What about the carmakers? Are carmakers now designing and catering to drivers who are more focused on their cellphones and texting than they are on keeping their eyes on the road ahead? Wow! I have been talking about driving and texting for years. But when Lightstone framed the conversation this way, I have to admit this was an even greater wakeup call for me.
I’m certain Lightstone never imagined I would get on my soapbox, but as I pondered our conversation even more, I realized that more and more motorists are dictating what they want in their vehicles putting their desires ahead of safety. Let’s face it, connected tech is constantly changing. That’s why all the technology writers are never bored and we all have so much to write about these days.

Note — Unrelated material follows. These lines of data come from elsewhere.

//! The landing page singleton.
//!
//! Exactly one landing document exists per site. It is stored as a single
//! JSON file keyed by section and always read and written whole:
//!
//! ```text
//! Landing
//! ├── hero      eyebrow, title, lede, ctaPrimary, ctaSecondary, stats[], highlight
//! ├── why       eyebrow, title, lede, primary, secondary
//! ├── pillars[] title, body
//! ├── projects[] eyebrow, title, body, href, linkLabel
//! ├── team      eyebrow, title, lede, primary, secondary, ctaTitle, ctaBody
//! └── news[]    eyebrow, title, body, href, linkLabel
//! ```
//!
//! Missing fields read as empty strings / empty arrays, so any subset of a
//! document is valid. Arrays keep author order and may be empty.

use super::error::ContentError;
use serde::{Deserialize, Serialize};
use std::path::Path;

/// Derived list label shown by the editor for an array item.
///
/// The label is the governing field, or a fixed placeholder when that field
/// is empty. It is presentational and never stored.
pub trait ItemLabel {
    /// Label used when the governing field is empty.
    const PLACEHOLDER: &'static str;
    /// Key of the governing field in the stored document.
    const FIELD: &'static str;

    fn label_source(&self) -> &str;

    fn item_label(&self) -> &str {
        match self.label_source() {
            "" => Self::PLACEHOLDER,
            label => label,
        }
    }
}

// ============================================================================
// Shared Shapes
// ============================================================================

/// A call-to-action: link text plus target.
#[derive(Debug, Clone, Default, PartialEq, Eq, Serialize, Deserialize)]
#[serde(default)]
pub struct Cta {
    pub label: String,
    pub href: String,
}

impl Cta {
    pub fn is_empty(&self) -> bool {
        self.label.is_empty() && self.href.is_empty()
    }
}

// ============================================================================
// Sections
// ============================================================================

#[derive(Debug, Clone, Default, PartialEq, Eq, Serialize, Deserialize)]
#[serde(default, rename_all = "camelCase")]
pub struct Hero {
    pub eyebrow: String,
    pub title: String,
    pub lede: String,
    pub cta_primary: Cta,
    pub cta_secondary: Cta,
    pub stats: Vec<Stat>,
    pub highlight: Highlight,
}

#[derive(Debug, Clone, Default, PartialEq, Eq, Serialize, Deserialize)]
#[serde(default)]
pub struct Stat {
    pub label: String,
    pub value: String,
}

#[derive(Debug, Clone, Default, PartialEq, Eq, Serialize, Deserialize)]
#[serde(default, rename_all = "camelCase")]
pub struct Highlight {
    pub title: String,
    pub body: String,
    pub items: Vec<String>,
    pub href: String,
    pub link_label: String,
}

#[derive(Debug, Clone, Default, PartialEq, Eq, Serialize, Deserialize)]
#[serde(default)]
pub struct Why {
    pub eyebrow: String,
    pub title: String,
    pub lede: String,
    pub primary: Cta,
    pub secondary: Cta,
}

#[derive(Debug, Clone, Default, PartialEq, Eq, Serialize, Deserialize)]
#[serde(default)]
pub struct Pillar {
    pub title: String,
    pub body: String,
}

#[derive(Debug, Clone, Default, PartialEq, Eq, Serialize, Deserialize)]
#[serde(default, rename_all = "camelCase")]
pub struct Project {
    pub eyebrow: String,
    pub title: String,
    pub body: String,
    pub href: String,
    pub link_label: String,
}

#[derive(Debug, Clone, Default, PartialEq, Eq, Serialize, Deserialize)]
#[serde(default, rename_all = "camelCase")]
pub struct Team {
    pub eyebrow: String,
    pub title: String,
    pub lede: String,
    pub primary: Cta,
    pub secondary: Cta,
    pub cta_title: String,
    pub cta_body: String,
}

#[derive(Debug, Clone, Default, PartialEq, Eq, Serialize, Deserialize)]
#[serde(default, rename_all = "camelCase")]
pub struct NewsItem {
    pub eyebrow: String,
    pub title: String,
    pub body: String,
    pub href: String,
    pub link_label: String,
}

impl ItemLabel for Stat {
    const PLACEHOLDER: &'static str = "Stat";
    const FIELD: &'static str = "label";

    fn label_source(&self) -> &str {
        &self.label
    }
}

impl ItemLabel for Pillar {
    const PLACEHOLDER: &'static str = "Pillar";
    const FIELD: &'static str = "title";

    fn label_source(&self) -> &str {
        &self.title
    }
}

impl ItemLabel for Project {
    const PLACEHOLDER: &'static str = "Project";
    const FIELD: &'static str = "title";

    fn label_source(&self) -> &str {
        &self.title
    }
}

impl ItemLabel for NewsItem {
    const PLACEHOLDER: &'static str = "News Item";
    const FIELD: &'static str = "title";

    fn label_source(&self) -> &str {
        &self.title
    }
}

// ============================================================================
// Document
// ============================================================================

/// The landing singleton.
#[derive(Debug, Clone, Default, PartialEq, Eq, Serialize, Deserialize)]
#[serde(default)]
pub struct Landing {
    pub hero: Hero,
    pub why: Why,
    pub pillars: Vec<Pillar>,
    pub projects: Vec<Project>,
    pub team: Team,
    pub news: Vec<NewsItem>,
}

impl Landing {
    /// Parse a landing document. `path` is only used in errors.
    pub fn from_json(source: &str, path: &Path) -> Result<Self, ContentError> {
        serde_json::from_str(source).map_err(|err| ContentError::Json(path.to_path_buf(), err))
    }

    /// Serialize in the canonical on-disk form: two-space indent, keys in
    /// declaration order, trailing newline.
    pub fn to_json(&self) -> String {
        // Plain structs of strings and vectors cannot fail to serialize.
        let mut out = serde_json::to_string_pretty(self).unwrap_or_default();
        out.push('\n');
        out
    }
}
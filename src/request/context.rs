use std::fmt;
use std::sync::atomic::{AtomicU64, Ordering};

use serde::Serialize;

use super::state::RequestState;

static NEXT_REQUEST_ID: AtomicU64 = AtomicU64::new(1);

/// Opaque identifier of one inbound request, used in log fields.
#[derive(Debug, Clone, Copy, PartialEq, Eq, Hash, Serialize)]
pub struct RequestId(u64);

impl RequestId {
    pub const fn new(raw: u64) -> Self {
        Self(raw)
    }

    /// Allocate a process-unique id.
    pub fn next() -> Self {
        Self(NEXT_REQUEST_ID.fetch_add(1, Ordering::Relaxed))
    }

    pub const fn get(self) -> u64 {
        self.0
    }
}

impl fmt::Display for RequestId {
    fn fmt(&self, f: &mut fmt::Formatter<'_>) -> fmt::Result {
        write!(f, "req-{}", self.0)
    }
}

/// Explicit per-request context passed to every declaration and render
/// call. Dropping it drops everything stored for the request.
#[derive(Debug)]
pub struct RequestContext {
    id: RequestId,
    state: RequestState,
}

impl RequestContext {
    pub fn new() -> Self {
        Self::with_id(RequestId::next())
    }

    /// Use an id assigned by the hosting framework.
    pub fn with_id(id: RequestId) -> Self {
        Self {
            id,
            state: RequestState::new(),
        }
    }

    pub fn id(&self) -> RequestId {
        self.id
    }

    pub fn state(&self) -> &RequestState {
        &self.state
    }

    pub fn state_mut(&mut self) -> &mut RequestState {
        &mut self.state
    }
}

impl Default for RequestContext {
    fn default() -> Self {
        Self::new()
    }
}
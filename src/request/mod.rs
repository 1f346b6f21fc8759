//! Request scoping: the context object handed to every call and the
//! type-keyed state it carries.

mod context;
mod state;

pub use context::{RequestContext, RequestId};
pub use state::{RequestState, RequestStateError};
//! Per-request script and style registration for server-rendered views.
//!
//! Views and partials declare the inline markup or named bundles they need
//! while a page renders; the layout then emits everything once, layout
//! declarations first, with consecutive bundles grouped into a single call
//! of the host's bundle renderer.

pub mod asset;
pub mod config;
pub mod error;
pub mod logging;
pub mod manager;
pub mod metrics;
pub mod registry;
pub mod render;
pub mod request;

pub use asset::{Asset, AssetCategory, AssetId, AssetKind, AssetKinds, Placement};
pub use config::{AssetConfig, Preload};
pub use error::{AssetError, Result};
pub use logging::{
    FileSink, LogEvent, LogFields, LogLevel, LogSink, Logger, LoggingError, LoggingResult,
    MemorySink,
};
pub use manager::AssetManager;
pub use metrics::{AssetMetrics, MetricSnapshot};
pub use registry::{AssetRegistry, DedupScope, RenderableAssets};
pub use render::{AssetRenderer, BundleRenderer, RenderPass, RendererSettings, TagBundleRenderer};
pub use request::{RequestContext, RequestId, RequestState, RequestStateError};
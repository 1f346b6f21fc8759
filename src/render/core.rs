use crate::asset::{Asset, AssetCategory, AssetKind};
use crate::error::{AssetError, Result};
use crate::registry::AssetRegistry;

use super::bundle::BundleRenderer;

/// Renderer runtime parameters.
#[derive(Debug, Clone)]
pub struct RendererSettings {
    /// Appended after every emitted unit.
    pub line_separator: String,
    /// Call the bundle renderer at the end of a pass even when no bundle is
    /// waiting.
    pub flush_empty_bundles: bool,
}

impl Default for RendererSettings {
    fn default() -> Self {
        Self {
            line_separator: "\n".to_string(),
            flush_empty_bundles: true,
        }
    }
}

/// Markup and counters of one render pass.
#[derive(Debug, Clone, Default, PartialEq, Eq)]
pub struct RenderPass {
    pub markup: String,
    pub inline: usize,
    pub bundles: usize,
    pub bundle_calls: usize,
}

/// Groups consecutive bundle declarations into as few bundle renderer calls
/// as possible while keeping inline markup at its declared position.
#[derive(Debug, Clone, Default)]
pub struct AssetRenderer {
    settings: RendererSettings,
}

impl AssetRenderer {
    pub fn new(settings: RendererSettings) -> Self {
        Self { settings }
    }

    pub fn with_default() -> Self {
        Self::new(RendererSettings::default())
    }

    pub fn settings(&self) -> &RendererSettings {
        &self.settings
    }

    pub fn settings_mut(&mut self) -> &mut RendererSettings {
        &mut self.settings
    }

    /// Drain the pending assets of `category` from `registry` and render them.
    pub fn render(
        &self,
        registry: &mut AssetRegistry,
        category: AssetCategory,
        bundles: &dyn BundleRenderer,
    ) -> Result<RenderPass> {
        let assets = registry.take_renderable(category.kinds());
        self.compose(category, assets, bundles)
    }

    /// Render an already ordered asset sequence. Every asset must be the inline
    /// or bundle kind of `category`.
    pub fn compose<I>(
        &self,
        category: AssetCategory,
        assets: I,
        bundles: &dyn BundleRenderer,
    ) -> Result<RenderPass>
    where
        I: IntoIterator<Item = Asset>,
    {
        let inline_kind = category.inline_kind();
        let bundle_kind = category.bundle_kind();

        let mut pass = RenderPass::default();
        let mut pending: Vec<String> = Vec::new();

        for asset in assets {
            match asset.kind() {
                kind if kind == inline_kind => {
                    if !pending.is_empty() {
                        self.flush(&mut pass, &mut pending, bundles);
                    }
                    pass.inline += 1;
                    self.push_unit(&mut pass, asset.content());
                }
                kind if kind == bundle_kind => {
                    pass.bundles += 1;
                    pending.push(asset.into_content());
                }
                kind => return Err(invalid_state(kind, category)),
            }
        }

        if self.settings.flush_empty_bundles || !pending.is_empty() {
            self.flush(&mut pass, &mut pending, bundles);
        }

        Ok(pass)
    }

    fn flush(&self, pass: &mut RenderPass, pending: &mut Vec<String>, bundles: &dyn BundleRenderer) {
        let markup = bundles.render(pending);
        pass.bundle_calls += 1;
        self.push_unit(pass, &markup);
        pending.clear();
    }

    fn push_unit(&self, pass: &mut RenderPass, unit: &str) {
        pass.markup.push_str(unit);
        pass.markup.push_str(&self.settings.line_separator);
    }
}

fn invalid_state(kind: AssetKind, category: AssetCategory) -> AssetError {
    AssetError::InvalidState { kind, category }
}
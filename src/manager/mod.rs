//! Application-level entry points. One [`AssetManager`] serves every request;
//! the per-request registry lives in the [`RequestContext`] handed to each
//! call.

use std::sync::{Arc, Mutex};

use serde_json::Value;

use crate::asset::{Asset, AssetCategory, Placement};
use crate::config::AssetConfig;
use crate::error::Result;
use crate::logging::{LogLevel, Logger, REGISTRY_TARGET, RENDER_TARGET, event_with_fields, json_kv};
use crate::metrics::AssetMetrics;
use crate::registry::AssetRegistry;
use crate::render::{AssetRenderer, BundleRenderer, RenderPass, TagBundleRenderer};
use crate::request::{RequestContext, RequestId};

pub struct AssetManager {
    config: AssetConfig,
    renderer: AssetRenderer,
    scripts: Arc<dyn BundleRenderer>,
    styles: Arc<dyn BundleRenderer>,
    logger: Option<Logger>,
    metrics: Option<Arc<Mutex<AssetMetrics>>>,
}

impl AssetManager {
    pub fn new<S, C>(config: AssetConfig, scripts: S, styles: C) -> Self
    where
        S: BundleRenderer + 'static,
        C: BundleRenderer + 'static,
    {
        Self {
            renderer: AssetRenderer::new(config.renderer_settings()),
            config,
            scripts: Arc::new(scripts),
            styles: Arc::new(styles),
            logger: None,
            metrics: None,
        }
    }

    /// Manager using [`TagBundleRenderer`] for both categories.
    pub fn with_tag_renderers(config: AssetConfig) -> Self {
        Self::new(
            config,
            TagBundleRenderer::scripts(),
            TagBundleRenderer::styles(),
        )
    }

    pub fn with_logger(mut self, logger: Logger) -> Self {
        self.logger = Some(logger);
        self
    }

    /// Enable metrics collection if it has not already been configured.
    pub fn enable_metrics(&mut self) {
        if self.metrics.is_none() {
            self.metrics = Some(Arc::new(Mutex::new(AssetMetrics::new())));
        }
    }

    /// Access the shared metrics handle if metrics are enabled.
    pub fn metrics_handle(&self) -> Option<Arc<Mutex<AssetMetrics>>> {
        self.metrics.as_ref().map(Arc::clone)
    }

    pub fn config(&self) -> &AssetConfig {
        &self.config
    }

    /// The registry of this request, created on first access with the
    /// configured preloads already declared.
    pub fn registry<'c>(&self, ctx: &'c mut RequestContext) -> Result<&'c mut AssetRegistry> {
        let request_id = ctx.id();
        ctx.state_mut()
            .get_or_try_insert_with(|| self.build_registry(request_id))
    }

    pub fn require(&self, ctx: &mut RequestContext, asset: Asset, placement: Placement) -> Result<bool> {
        let request_id = ctx.id();
        let kind = asset.kind();
        let asset_id = asset.id();

        let accepted = self.registry(ctx)?.require(asset, placement);

        self.update_metrics(|metrics| metrics.record_declaration(accepted));
        self.emit(
            LogLevel::Debug,
            REGISTRY_TARGET,
            if accepted { "asset.accepted" } else { "asset.duplicate" },
            [
                json_kv("request", request_id.get()),
                json_kv("kind", kind.as_str()),
                json_kv("placement", placement.as_str()),
                json_kv("asset", asset_id.to_string()),
            ],
        );
        Ok(accepted)
    }

    pub fn require_script(&self, ctx: &mut RequestContext, markup: impl Into<String>) -> Result<()> {
        self.require(ctx, Asset::script(markup), Placement::Page)
            .map(drop)
    }

    pub fn require_script_for_layout(
        &self,
        ctx: &mut RequestContext,
        markup: impl Into<String>,
    ) -> Result<()> {
        self.require(ctx, Asset::script(markup), Placement::Layout)
            .map(drop)
    }

    pub fn require_style(&self, ctx: &mut RequestContext, markup: impl Into<String>) -> Result<()> {
        self.require(ctx, Asset::style(markup), Placement::Page)
            .map(drop)
    }

    pub fn require_style_for_layout(
        &self,
        ctx: &mut RequestContext,
        markup: impl Into<String>,
    ) -> Result<()> {
        self.require(ctx, Asset::style(markup), Placement::Layout)
            .map(drop)
    }

    pub fn require_script_bundles<I, S>(&self, ctx: &mut RequestContext, bundles: I) -> Result<()>
    where
        I: IntoIterator<Item = S>,
        S: Into<String>,
    {
        self.require_all(ctx, bundles, Asset::script_bundle, Placement::Page)
    }

    pub fn require_script_bundles_for_layout<I, S>(
        &self,
        ctx: &mut RequestContext,
        bundles: I,
    ) -> Result<()>
    where
        I: IntoIterator<Item = S>,
        S: Into<String>,
    {
        self.require_all(ctx, bundles, Asset::script_bundle, Placement::Layout)
    }

    pub fn require_style_bundles<I, S>(&self, ctx: &mut RequestContext, bundles: I) -> Result<()>
    where
        I: IntoIterator<Item = S>,
        S: Into<String>,
    {
        self.require_all(ctx, bundles, Asset::style_bundle, Placement::Page)
    }

    pub fn require_style_bundles_for_layout<I, S>(
        &self,
        ctx: &mut RequestContext,
        bundles: I,
    ) -> Result<()>
    where
        I: IntoIterator<Item = S>,
        S: Into<String>,
    {
        self.require_all(ctx, bundles, Asset::style_bundle, Placement::Layout)
    }

    /// Markup for every style declared so far that has not been rendered yet.
    pub fn render_required_styles(&self, ctx: &mut RequestContext) -> Result<String> {
        self.render_category(ctx, AssetCategory::Style)
            .map(|pass| pass.markup)
    }

    /// Markup for every script declared so far that has not been rendered yet.
    pub fn render_required_scripts(&self, ctx: &mut RequestContext) -> Result<String> {
        self.render_category(ctx, AssetCategory::Script)
            .map(|pass| pass.markup)
    }

    pub fn render_category(&self, ctx: &mut RequestContext, category: AssetCategory) -> Result<RenderPass> {
        let request_id = ctx.id();
        let bundles: &dyn BundleRenderer = match category {
            AssetCategory::Script => self.scripts.as_ref(),
            AssetCategory::Style => self.styles.as_ref(),
        };

        let registry = self.registry(ctx)?;
        let pass = self
            .renderer
            .render(registry, category, bundles)
            .inspect_err(|err| {
                self.emit(
                    LogLevel::Error,
                    RENDER_TARGET,
                    "render.failed",
                    [
                        json_kv("request", request_id.get()),
                        json_kv("category", category.as_str()),
                        json_kv("error", err.to_string()),
                    ],
                );
            })?;

        self.update_metrics(|metrics| metrics.record_pass(category, &pass));
        self.emit(
            LogLevel::Debug,
            RENDER_TARGET,
            "render.pass",
            [
                json_kv("request", request_id.get()),
                json_kv("category", category.as_str()),
                json_kv("inline", pass.inline),
                json_kv("bundles", pass.bundles),
                json_kv("bundle_calls", pass.bundle_calls),
            ],
        );
        Ok(pass)
    }

    /// Log the current metrics snapshot, if both a logger and metrics are set.
    pub fn emit_metrics_snapshot(&self) {
        let (Some(logger), Some(metrics)) = (&self.logger, &self.metrics) else {
            return;
        };
        let snapshot = match metrics.lock() {
            Ok(guard) => guard.snapshot(),
            Err(_) => return,
        };
        let _ = logger.log_event(snapshot.to_log_event(&self.config.metrics_target));
    }

    fn require_all<I, S, F>(
        &self,
        ctx: &mut RequestContext,
        bundles: I,
        make: F,
        placement: Placement,
    ) -> Result<()>
    where
        I: IntoIterator<Item = S>,
        S: Into<String>,
        F: Fn(S) -> Asset,
    {
        for bundle in bundles {
            self.require(ctx, make(bundle), placement)?;
        }
        Ok(())
    }

    fn build_registry(&self, request_id: RequestId) -> Result<AssetRegistry> {
        let mut registry = AssetRegistry::with_scope(self.config.dedup_scope);
        for preload in &self.config.preload {
            registry.require(preload.to_asset()?, preload.placement);
        }

        self.update_metrics(AssetMetrics::record_request);
        self.emit(
            LogLevel::Debug,
            REGISTRY_TARGET,
            "registry.created",
            [
                json_kv("request", request_id.get()),
                json_kv("preloaded", registry.pending_len()),
            ],
        );
        Ok(registry)
    }

    fn update_metrics(&self, update: impl FnOnce(&mut AssetMetrics)) {
        if let Some(metrics) = &self.metrics {
            if let Ok(mut guard) = metrics.lock() {
                update(&mut guard);
            }
        }
    }

    fn emit(
        &self,
        level: LogLevel,
        target: &str,
        message: &str,
        fields: impl IntoIterator<Item = (String, Value)>,
    ) {
        if let Some(logger) = &self.logger {
            let _ = logger.log_event(event_with_fields(level, target, message, fields));
        }
    }
}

Consumers expect—and are demanding—cars to be connected and to feature the level of innovation they see in their personal devices. But here is where the rubber meets the road. Do we really need the same innovation in our personal devices to be in our cars? More importantly, should we have the same capabilities at our fingertips available to us when we are driving at speeds of 60 mph and our eyes should be focused on the road ahead? Lightstone says, no and I agree. She is not alone. It seems every journalist I have spoken with agrees that not every bell and whistle should be included in our vehicle. The bigger question now is: Where do we draw the line?
She notes that the technology in our vehicles now is so heavy duty that modern-day car buyers are more concerned with whether or not their cars can read text messages, access Internet radio, and talk back to them. Lightstone made the point that maybe it’s time to go back to the old days when we stripped the dashboard down to feature the basics of offering just a simple radio and not much more.
Although she is really not suggesting we go back to offering just radios in our vehicles, Lightstone does make a valid point. Have we just gone too far, too fast? On the other hand, she points out that technology has led to some really great safety innovations, such as traction control systems, electronic stability control, forward-collision warning, anti-lock braking, lane departure, back-up warning, or blind-spot detection systems. All-in-all, there are pros and cons to connected-car connectivity. Which leads us to our key question: Are the automakers letting consumers steer the direction of infotainment in the dashboard?
Another very interesting comment that she raised is that car dealerships are still very “old school.” It’s not surprising that many car dealerships are still focused on things like trunk space, speed, performance, and other more traditional vehicle features. Most fail to recognize that technology is key to the sale now. And as such, carmakers need to spend more time educating their dealers to the fact they are selling high-tech machines.
It’s ironic that most dealers really don’t understand that with the smartphone and Internet connection, drivers can provide so many points of contact that can be sent directly to the vehicle. Education is power. As a result, motorists are able to make conscious decisions to access information while driving or what to avoid, the power is now at their fingertips and so is the risk and greater safety issues.
The good news is that the car is undergoing the greatest transformation. What we can hope now is that we all make the right decision behind the wheel so we can enjoy the most out of the connected-car experience.